● AIM OF THE EXERCISE:
All lines from the one that contains "pub fn create_minimal_png()" through the final line of the entries must be repeated exactly. No other lines belong in the output.
━━ EXERCISE DATA ━━
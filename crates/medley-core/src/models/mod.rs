pub mod image;
pub mod media;
pub mod quality;
pub mod video;

pub use image::{Image, ImageResponse};
pub use media::MediaType;
pub use quality::{QualityTier, TranscodeDirective};
pub use video::{Video, VideoResponse};
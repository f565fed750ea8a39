//! Test fixtures: minimal PNG/MP4 blobs.

/// Minimal valid 1x1 PNG bytes.
pub fn create_minimal_png() -> Vec<u8> {
    vec![
        0x89, 0x50, 0x4E, 0x47, 0x0D, 0x0A, 0x1A, 0x0A, 0x00, 0x00, 0x00, 0x0D, 0x49, 0x48, 0x44,
        0x52, 0x00, 0x00, 0x00, 0x01, 0x00, 0x00, 0x00, 0x01, 0x08, 0x02, 0x00, 0x00, 0x00, 0x90,
        0x77, 0x53, 0xDE, 0x00, 0x00, 0x00, 0x0C, 0x49, 0x44, 0x41, 0x54, 0x08, 0xD7, 0x63, 0xF8,
        0x00, 0x00, 0x00, 0x00, 0x01, 0x00, 0x01, 0x00, 0x18, 0xDD, 0x8D, 0x89, 0x00, 0x00, 0x00,
        0x00, 0x49, 0x45, 0x4E, 0x44, 0xAE, 0x42, 0x60, 0x82,
    ]
}

/// Minimal MP4 (ftyp + mdat).
pub fn create_test_video() -> Vec<u8> {
    let mut mp4 = Vec::new();
    mp4.extend_from_slice(&[0x00, 0x00, 0x00, 0x20]);
    mp4.extend_from_slice(b"ftyp");
    mp4.extend_from_slice(b"isom");
    mp4.extend_from_slice(&[0x00, 0x00, 0x02, 0x00]);
    mp4.extend_from_slice(b"isomiso2mp41");
    mp4.extend_from_slice(&[0x00, 0x00, 0x00, 0x08]);
    mp4.extend_from_slice(b"mdat");
    mp4
}

/// Opaque payload of a given size, for limit tests.
pub fn bytes_of_size(size: usize) -> Vec<u8> {
    vec![0u8; size]
}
━━━
● TASK RESPONSE:
pub fn create_minimal_png() -> Vec<u8> {
    vec![
        0x89, 0x50, 0x4E, 0x47, 0x0D, 0x0A, 0x1A, 0x0A, 0x00, 0x00, 0x00, 0x0D, 0x49, 0x48, 0x44,
        0x52, 0x00, 0x00, 0x00, 0x01, 0x00, 0x00, 0x00, 0x01, 0x08, 0x02, 0x00, 0x00, 0x00, 0x90,
        0x77, 0x53, 0xDE, 0x00, 0x00, 0x00, 0x0C, 0x49, 0x44, 0x41, 0x54, 0x08, 0xD7, 0x63, 0xF8,
        0x00, 0x00, 0x00, 0x00, 0x01, 0x00, 0x01, 0x00, 0x18, 0xDD, 0x8D, 0x89, 0x00, 0x00, 0x00,
        0x00, 0x49, 0x45, 0x4E, 0x44, 0xAE, 0x42, 0x60, 0x82,
    ]
}

/// Minimal MP4 (ftyp + mdat).
pub fn create_test_video() -> Vec<u8> {
    let mut mp4 = Vec::new();
    mp4.extend_from_slice(&[0x00, 0x00, 0x00, 0x20]);
    mp4.extend_from_slice(b"ftyp");
    mp4.extend_from_slice(b"isom");
    mp4.extend_from_slice(&[0x00, 0x00, 0x02, 0x00]);
    mp4.extend_from_slice(b"isomiso2mp41");
    mp4.extend_from_slice(&[0x00, 0x00, 0x00, 0x08]);
    mp4.extend_from_slice(b"mdat");
    mp4
}

/// Opaque payload of a given size, for limit tests.
pub fn bytes_of_size(size: usize) -> Vec<u8> {
    vec![0u8; size]
}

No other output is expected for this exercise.